Figure 7. Superposition of experimental (Exp.) spectra and calculated results for absorption bands expressed as the oscillator strength f obtained with B3LYP (A) and CAM-B3LYP (B) levels of theory. The calculations with the CAM-B3LYP functional evidently overestimate the band energies. This is an effect of insufficient geometry optimization with the use of this functional together with the SMD solvation model. The experimental spectra for the XN species were normalized to 1. The oscillator strength f is indicated by the vertical lines.
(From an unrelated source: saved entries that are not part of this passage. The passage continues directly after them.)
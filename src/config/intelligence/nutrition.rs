// ABOUTME: Nutrition configuration for daily target calculation and serving scaling
// ABOUTME: Configures BMR coefficients, activity multipliers, goal adjustments, and macro splits
//
// SPDX-License-Identifier: MIT OR Apache-2.0
// Copyright (c) 2025 MacroLens

//! Nutrition Engine Configuration
//!
//! Every constant used by the target calculator and the serving scaler lives
//! here, with the published values as defaults.
//!
//! # Scientific References
//!
//! - BMR: Mifflin et al. (1990) DOI: 10.1093/ajcn/51.2.241
//! - Activity factors: `McArdle`, Katch & Katch (2010), Exercise Physiology

use super::error::ConfigError;
use macrolens_core::constants::limits;
use macrolens_core::models::{ActivityLevel, Gender, PrimaryGoal};
use serde::{Deserialize, Serialize};
use std::env::{self, VarError};
use std::str::FromStr;
use std::sync::OnceLock;
use tracing::warn;

/// Global configuration singleton
static NUTRITION_CONFIG: OnceLock<NutritionConfig> = OnceLock::new();

/// Tolerance when checking that a macro split sums to one
const SPLIT_SUM_TOLERANCE: f64 = 1e-6;

/// Nutrition Engine Configuration
#[derive(Debug, Clone, Default, PartialEq, Serialize, Deserialize)]
pub struct NutritionConfig {
    /// Basal Metabolic Rate (BMR) coefficients
    pub bmr: BmrConfig,
    /// Activity factor multipliers for TDEE calculation
    pub activity_factors: ActivityFactorsConfig,
    /// Calorie adjustment per effective goal
    pub goal_adjustments: GoalAdjustmentConfig,
    /// Macronutrient calorie fractions
    pub macro_splits: MacroSplitConfig,
    /// Serving scaler and normalizer precision
    pub scaling: ScalingConfig,
}

/// BMR (Basal Metabolic Rate) calculation configuration
///
/// Reference: Mifflin, M.D., et al. (1990). A new predictive equation for resting energy expenditure.
/// American Journal of Clinical Nutrition, 51(2), 241-247. DOI: 10.1093/ajcn/51.2.241
#[derive(Debug, Clone, PartialEq, Serialize, Deserialize)]
pub struct BmrConfig {
    /// Mifflin-St Jeor weight coefficient (10.0)
    pub msj_weight_coef: f64,
    /// Mifflin-St Jeor height coefficient (6.25)
    pub msj_height_coef: f64,
    /// Mifflin-St Jeor age coefficient (-5.0)
    pub msj_age_coef: f64,
    /// Mifflin-St Jeor male constant (+5)
    pub msj_male_constant: f64,
    /// Mifflin-St Jeor female constant (-161)
    pub msj_female_constant: f64,
    /// Constant for gender "other" (-161, same as female)
    pub msj_other_constant: f64,
}

impl BmrConfig {
    /// Sex-specific constant for a gender
    #[must_use]
    pub const fn constant_for(&self, gender: Gender) -> f64 {
        match gender {
            Gender::Male => self.msj_male_constant,
            Gender::Female => self.msj_female_constant,
            Gender::Other => self.msj_other_constant,
        }
    }
}

/// Activity factor multipliers for TDEE calculation
#[derive(Debug, Clone, PartialEq, Serialize, Deserialize)]
pub struct ActivityFactorsConfig {
    /// Sedentary (little/no exercise): 1.2
    pub sedentary: f64,
    /// Lightly active (1-3 days/week): 1.375
    pub light: f64,
    /// Moderately active (3-5 days/week): 1.55
    pub moderate: f64,
    /// Active (6-7 days/week): 1.725
    pub active: f64,
    /// Very active (hard training 2x/day): 1.9
    pub very_active: f64,
}

impl ActivityFactorsConfig {
    /// Multiplier for an activity level
    #[must_use]
    pub const fn multiplier_for(&self, level: ActivityLevel) -> f64 {
        match level {
            ActivityLevel::Sedentary => self.sedentary,
            ActivityLevel::Light => self.light,
            ActivityLevel::Moderate => self.moderate,
            ActivityLevel::Active => self.active,
            ActivityLevel::VeryActive => self.very_active,
        }
    }
}

/// Daily calorie adjustment applied to TDEE for the effective goal
#[derive(Debug, Clone, PartialEq, Serialize, Deserialize)]
pub struct GoalAdjustmentConfig {
    /// Deficit for weight loss (-500 kcal)
    pub lose_weight: f64,
    /// Surplus for muscle gain (+300 kcal)
    pub build_muscle: f64,
    /// Mild deficit for general fitness (-250 kcal)
    pub get_fit: f64,
    /// Deficit for glycemic control (-300 kcal)
    pub control_diabetes: f64,
    /// Maintenance (0 kcal)
    pub maintain: f64,
    /// Lowest calorie target ever emitted (1200 kcal)
    pub calorie_floor: f64,
}

impl GoalAdjustmentConfig {
    /// Adjustment for a goal
    #[must_use]
    pub const fn adjustment_for(&self, goal: PrimaryGoal) -> f64 {
        match goal {
            PrimaryGoal::LoseWeight => self.lose_weight,
            PrimaryGoal::BuildMuscle => self.build_muscle,
            PrimaryGoal::GetFit => self.get_fit,
            PrimaryGoal::ControlDiabetes => self.control_diabetes,
            PrimaryGoal::Maintain => self.maintain,
        }
    }
}

/// Fraction of calories from protein, carbohydrate and fat
#[derive(Debug, Clone, Copy, PartialEq, Serialize, Deserialize)]
pub struct MacroSplit {
    /// Protein fraction (0.0-1.0)
    pub protein: f64,
    /// Carbohydrate fraction (0.0-1.0)
    pub carbs: f64,
    /// Fat fraction (0.0-1.0)
    pub fat: f64,
}

impl MacroSplit {
    /// Create a split
    #[must_use]
    pub const fn new(protein: f64, carbs: f64, fat: f64) -> Self {
        Self {
            protein,
            carbs,
            fat,
        }
    }

    fn is_valid(&self) -> bool {
        let parts = [self.protein, self.carbs, self.fat];
        parts.iter().all(|part| (0.0..=1.0).contains(part))
            && (parts.iter().sum::<f64>() - 1.0).abs() < SPLIT_SUM_TOLERANCE
    }
}

/// Macro split table
///
/// Selection order: keto preference, then blood-sugar management, then the
/// effective goal.
#[derive(Debug, Clone, PartialEq, Serialize, Deserialize)]
pub struct MacroSplitConfig {
    /// Ketogenic preference (25/5/70)
    pub keto: MacroSplit,
    /// Diabetes, pre-diabetes, or glycemic-control goal (30/35/35)
    pub blood_sugar: MacroSplit,
    /// Weight loss (35/35/30)
    pub lose_weight: MacroSplit,
    /// Muscle gain (30/45/25)
    pub build_muscle: MacroSplit,
    /// General fitness (30/40/30)
    pub get_fit: MacroSplit,
    /// Maintenance (30/40/30)
    pub maintain: MacroSplit,
}

impl MacroSplitConfig {
    /// Goal-driven split, ignoring preference and condition overrides
    #[must_use]
    pub const fn for_goal(&self, goal: PrimaryGoal) -> MacroSplit {
        match goal {
            PrimaryGoal::ControlDiabetes => self.blood_sugar,
            PrimaryGoal::LoseWeight => self.lose_weight,
            PrimaryGoal::BuildMuscle => self.build_muscle,
            PrimaryGoal::GetFit => self.get_fit,
            PrimaryGoal::Maintain => self.maintain,
        }
    }

    /// Validate that every split sums to 1.0
    ///
    /// # Errors
    ///
    /// Returns `ConfigError::InvalidWeights` naming the first invalid split.
    pub fn validate(&self) -> Result<(), ConfigError> {
        let splits = [
            (&self.keto, "keto macro split must sum to 1.0"),
            (&self.blood_sugar, "blood_sugar macro split must sum to 1.0"),
            (&self.lose_weight, "lose_weight macro split must sum to 1.0"),
            (&self.build_muscle, "build_muscle macro split must sum to 1.0"),
            (&self.get_fit, "get_fit macro split must sum to 1.0"),
            (&self.maintain, "maintain macro split must sum to 1.0"),
        ];

        for (split, message) in splits {
            if !split.is_valid() {
                return Err(ConfigError::InvalidWeights(message));
            }
        }
        Ok(())
    }
}

/// Serving scaler and normalizer precision settings
#[derive(Debug, Clone, PartialEq, Serialize, Deserialize)]
pub struct ScalingConfig {
    /// Floor for a scaling base amount (0.01)
    pub min_base_amount: f64,
    /// Decimal places kept when scaling a serving (2)
    pub scale_decimals: i32,
    /// Decimal places kept when normalizing a database record (1)
    pub normalize_decimals: i32,
    /// Label servings within this many grams of 100 g skip conversion (0.5)
    pub reference_tolerance_grams: f64,
}

impl Default for BmrConfig {
    fn default() -> Self {
        Self {
            msj_weight_coef: 10.0,
            msj_height_coef: 6.25,
            msj_age_coef: -5.0,
            msj_male_constant: 5.0,
            msj_female_constant: -161.0,
            msj_other_constant: -161.0,
        }
    }
}

impl Default for ActivityFactorsConfig {
    fn default() -> Self {
        Self {
            sedentary: 1.2,
            light: 1.375,
            moderate: 1.55,
            active: 1.725,
            very_active: 1.9,
        }
    }
}

impl Default for GoalAdjustmentConfig {
    fn default() -> Self {
        Self {
            lose_weight: -500.0,
            build_muscle: 300.0,
            get_fit: -250.0,
            control_diabetes: -300.0,
            maintain: 0.0,
            calorie_floor: 1200.0,
        }
    }
}

impl Default for MacroSplitConfig {
    fn default() -> Self {
        Self {
            keto: MacroSplit::new(0.25, 0.05, 0.70),
            blood_sugar: MacroSplit::new(0.30, 0.35, 0.35),
            lose_weight: MacroSplit::new(0.35, 0.35, 0.30),
            build_muscle: MacroSplit::new(0.30, 0.45, 0.25),
            get_fit: MacroSplit::new(0.30, 0.40, 0.30),
            maintain: MacroSplit::new(0.30, 0.40, 0.30),
        }
    }
}

impl Default for ScalingConfig {
    fn default() -> Self {
        Self {
            min_base_amount: limits::MIN_BASE_AMOUNT,
            scale_decimals: limits::SCALE_DECIMALS,
            normalize_decimals: limits::NORMALIZE_DECIMALS,
            reference_tolerance_grams: limits::REFERENCE_TOLERANCE_GRAMS,
        }
    }
}

impl NutritionConfig {
    /// Get the global configuration instance
    #[must_use]
    pub fn global() -> &'static Self {
        NUTRITION_CONFIG.get_or_init(|| {
            Self::load().unwrap_or_else(|e| {
                warn!("Failed to load nutrition config: {e}, using defaults");
                Self::default()
            })
        })
    }

    /// Load configuration from defaults plus environment overrides
    ///
    /// # Errors
    ///
    /// Returns an error if environment variables contain invalid values or validation fails
    pub fn load() -> Result<Self, ConfigError> {
        let config = Self::default().apply_env_overrides()?;
        config.validate()?;
        Ok(config)
    }

    /// Validate the configuration
    ///
    /// # Errors
    ///
    /// Returns an error if multipliers are out of order, a split does not sum
    /// to 1.0, or a floor or precision setting is out of range.
    pub fn validate(&self) -> Result<(), ConfigError> {
        let factors = &self.activity_factors;
        if factors.sedentary <= 0.0 {
            return Err(ConfigError::ValueOutOfRange(
                "sedentary activity factor must be positive",
            ));
        }
        if factors.sedentary >= factors.light
            || factors.light >= factors.moderate
            || factors.moderate >= factors.active
            || factors.active >= factors.very_active
        {
            return Err(ConfigError::InvalidRange(
                "Activity factors must be in ascending order",
            ));
        }

        if self.goal_adjustments.calorie_floor <= 0.0 {
            return Err(ConfigError::ValueOutOfRange(
                "calorie_floor must be positive",
            ));
        }

        self.macro_splits.validate()?;

        let scaling = &self.scaling;
        if scaling.min_base_amount <= 0.0 {
            return Err(ConfigError::ValueOutOfRange(
                "min_base_amount must be positive",
            ));
        }
        if !(0..=6).contains(&scaling.scale_decimals)
            || !(0..=6).contains(&scaling.normalize_decimals)
        {
            return Err(ConfigError::ValueOutOfRange(
                "decimal places must be between 0 and 6",
            ));
        }
        if scaling.reference_tolerance_grams < 0.0 {
            return Err(ConfigError::ValueOutOfRange(
                "reference_tolerance_grams must not be negative",
            ));
        }

        Ok(())
    }

    /// Helper function to parse and apply an environment variable override
    ///
    /// An unset variable leaves `target` unchanged; a value that is not
    /// valid Unicode is an error.
    fn apply_env_var<T: FromStr>(env_var_name: &str, target: &mut T) -> Result<(), ConfigError> {
        let val = match env::var(env_var_name) {
            Ok(val) => val,
            Err(VarError::NotPresent) => return Ok(()),
            Err(e) => return Err(e.into()),
        };
        *target = val
            .trim()
            .parse()
            .map_err(|_| ConfigError::Parse(format!("Invalid {env_var_name}")))?;
        Ok(())
    }

    /// Apply environment variable overrides
    fn apply_env_overrides(mut self) -> Result<Self, ConfigError> {
        // BMR
        Self::apply_env_var("MACROLENS_BMR_MALE_CONSTANT", &mut self.bmr.msj_male_constant)?;
        Self::apply_env_var(
            "MACROLENS_BMR_FEMALE_CONSTANT",
            &mut self.bmr.msj_female_constant,
        )?;
        Self::apply_env_var(
            "MACROLENS_BMR_OTHER_CONSTANT",
            &mut self.bmr.msj_other_constant,
        )?;

        // Activity
        let factors = &mut self.activity_factors;
        Self::apply_env_var("MACROLENS_ACTIVITY_SEDENTARY", &mut factors.sedentary)?;
        Self::apply_env_var("MACROLENS_ACTIVITY_LIGHT", &mut factors.light)?;
        Self::apply_env_var("MACROLENS_ACTIVITY_MODERATE", &mut factors.moderate)?;
        Self::apply_env_var("MACROLENS_ACTIVITY_ACTIVE", &mut factors.active)?;
        Self::apply_env_var("MACROLENS_ACTIVITY_VERY_ACTIVE", &mut factors.very_active)?;

        // Goals
        let goals = &mut self.goal_adjustments;
        Self::apply_env_var("MACROLENS_ADJUST_LOSE_WEIGHT", &mut goals.lose_weight)?;
        Self::apply_env_var("MACROLENS_ADJUST_BUILD_MUSCLE", &mut goals.build_muscle)?;
        Self::apply_env_var("MACROLENS_ADJUST_GET_FIT", &mut goals.get_fit)?;
        Self::apply_env_var(
            "MACROLENS_ADJUST_CONTROL_DIABETES",
            &mut goals.control_diabetes,
        )?;
        Self::apply_env_var("MACROLENS_CALORIE_FLOOR", &mut goals.calorie_floor)?;

        // Scaling
        let scaling = &mut self.scaling;
        Self::apply_env_var("MACROLENS_MIN_BASE_AMOUNT", &mut scaling.min_base_amount)?;
        Self::apply_env_var("MACROLENS_SCALE_DECIMALS", &mut scaling.scale_decimals)?;
        Self::apply_env_var(
            "MACROLENS_NORMALIZE_DECIMALS",
            &mut scaling.normalize_decimals,
        )?;

        Ok(self)
    }
}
Figure 8. Experimental (Exp.) and calculated (Cal.) UV−vis spectra for the XN and XN3− in water. The two forms of XN were chosen because the neutral (XN) and trianion (XN3−) forms predominate at pH 2 and pH 12, respectively. The band structures are indicated by the vertical lines and are summarized in Table S1. The theoretical fwhm for the bands was set to 0.25 eV. For the neutral form, it was possible to determine approximately the contribution of 1b and 1a to be 1:4, respectively. In the case of the XN trianion, the calculated spectrum is red-shifted because strongly charged molecules are poorly described by the SMD solvation model.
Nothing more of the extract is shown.